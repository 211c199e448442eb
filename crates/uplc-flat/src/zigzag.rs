//! Zigzag mapping between signed and unsigned integers
//!
//! Non-negative `n` maps to `2n` and negative `n` to `-2n - 1`, so small
//! magnitudes of either sign stay small as variable-length words.

use num_bigint::{BigInt, BigUint, Sign};
use num_traits::{One, Signed, Zero};

#[inline]
pub fn zigzag(n: i64) -> u64 {
    ((n << 1) ^ (n >> 63)) as u64
}

#[inline]
pub fn unzigzag(u: u64) -> i64 {
    ((u >> 1) as i64) ^ -((u & 1) as i64)
}

pub fn zigzag_big(n: &BigInt) -> BigUint {
    let doubled = n.magnitude() << 1u32;
    if n.is_negative() {
        doubled - BigUint::one()
    } else {
        doubled
    }
}

pub fn unzigzag_big(u: &BigUint) -> BigInt {
    let odd = u.bit(0);
    let half = u >> 1u32;
    if odd {
        // u = -2n - 1, so n = -(u + 1) / 2
        BigInt::from_biguint(Sign::Minus, half + BigUint::one())
    } else if half.is_zero() {
        BigInt::zero()
    } else {
        BigInt::from_biguint(Sign::Plus, half)
    }
}

#[cfg(test)]
mod tests {
    use super::*;
    use proptest::prelude::*;

    #[test]
    fn test_small_values() {
        assert_eq!(zigzag(0), 0);
        assert_eq!(zigzag(-1), 1);
        assert_eq!(zigzag(1), 2);
        assert_eq!(zigzag(-2), 3);
        assert_eq!(zigzag(i64::MAX), u64::MAX - 1);
        assert_eq!(zigzag(i64::MIN), u64::MAX);
    }

    #[test]
    fn test_big_matches_fixed_width() {
        for n in [0i64, -1, 1, -2, 63, -64, i64::MAX, i64::MIN] {
            assert_eq!(zigzag_big(&BigInt::from(n)), BigUint::from(zigzag(n)));
            assert_eq!(unzigzag_big(&BigUint::from(zigzag(n))), BigInt::from(n));
        }
    }

    #[test]
    fn test_big_beyond_64_bits() {
        let n: BigInt = BigInt::from(i64::MIN) - 1;
        let u = zigzag_big(&n);
        assert_eq!(u, BigUint::from(u64::MAX) + 2u32);
        assert_eq!(unzigzag_big(&u), n);
    }

    proptest! {
        #[test]
        fn prop_zigzag_is_a_bijection(n in any::<i64>()) {
            prop_assert_eq!(unzigzag(zigzag(n)), n);
        }

        #[test]
        fn prop_big_zigzag_is_a_bijection(n in any::<i128>()) {
            let n = BigInt::from(n);
            prop_assert_eq!(unzigzag_big(&zigzag_big(&n)), n);
        }
    }
}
+--
● **TASK TO COMPLETE**
Copy all lines from the entries that contain the word "doubled".

● **TASK OUTPUT**
    let doubled = n.magnitude() << 1u32;
        doubled - BigUint::one()
        doubled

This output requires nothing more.